Has Stephen Hawking Done Israel A Favour?

May 13, 2013

Much has been written over the past few days about Professor Stephen Hawking’s decision to withdraw from the President’s Conference in Israel. His decision to pull out was taken in response to a request from the Boycott, Divestment and Sanctions campaign (BDS) an organisation which deems Israel to be the sole perpetrator of all the evil in the world.

The BDS has been active in the UK for a long time, particularly in the world of academia and has tried, mostly unsuccessfully, to organise cultural boycotts when Israeli artistic companies have visited Britain. These activities, whilst they have generated some publicity have mostly gone unnoticed by the British public at large.

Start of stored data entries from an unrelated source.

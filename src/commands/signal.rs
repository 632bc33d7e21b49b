//! Ctrl-C handling
//!
//! Turns the process interrupt signal into a stop request for the running
//! session. The handler is registered before [`arm_interrupt`] returns, so a
//! signal sent once recording has started is never lost.

use crate::recorder::{InterruptFlag, SessionState};
use parking_lot::RwLock;
use std::io;
use std::sync::Arc;
use tokio::task::JoinHandle;
use tracing::{info, warn};

/// Register the Ctrl-C handler and watch for the signal in the background.
///
/// Fails when the handler cannot be installed; the interrupt flag is then
/// left alone.
pub async fn arm_interrupt(
    interrupt: InterruptFlag,
    state: Arc<RwLock<SessionState>>,
) -> io::Result<JoinHandle<()>> {
    let mut ctrl_c = Box::pin(tokio::signal::ctrl_c());

    // The first poll installs the handler
    let early = tokio::select! {
        biased;
        result = &mut ctrl_c => Some(result),
        _ = std::future::ready(()) => None,
    };
    if let Some(result) = early {
        result?;
        on_signal(Ok(()), &interrupt, &state);
        return Ok(tokio::spawn(async {}));
    }

    Ok(tokio::spawn(async move {
        let result = ctrl_c.await;
        on_signal(result, &interrupt, &state);
    }))
}

fn on_signal(result: io::Result<()>, interrupt: &InterruptFlag, state: &RwLock<SessionState>) {
    match result {
        Ok(()) if *state.read() == SessionState::Stopped => {
            info!("Received shutdown signal after the session stopped");
        }
        Ok(()) => {
            info!("Received shutdown signal");
            interrupt.request();
        }
        Err(e) => warn!("Failed to listen for Ctrl-C: {}", e),
    }
}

This time however, because of Stephen Hawking’s name and reputation, his decision to acquiesce to BDS demands has received massive publicity. BDS of course consider this a triumph, but is it?

Every article I have read and every comment I have heard has been highly critical, not just of Hawking but of BDS too. Just today there has been another article in The Times, this time by Daniel Johnson of Standpoint. Johnson notes that Hawking has spoken in Iran and China, those bastions of liberal democracy; and he makes no bones about the ultimate objective of BDS, which is nothing less than the elimination of the State of Israel. All of these articles have exposed the hypocrisy of the BDS movement in singling out Israel alone for such treatment and raised the probability that behind it is plain old-fashioned anti-Semitism. They all properly point out that Hawking relies on Israeli designed microchip to enable him to communicate which makes him a hypocrite too.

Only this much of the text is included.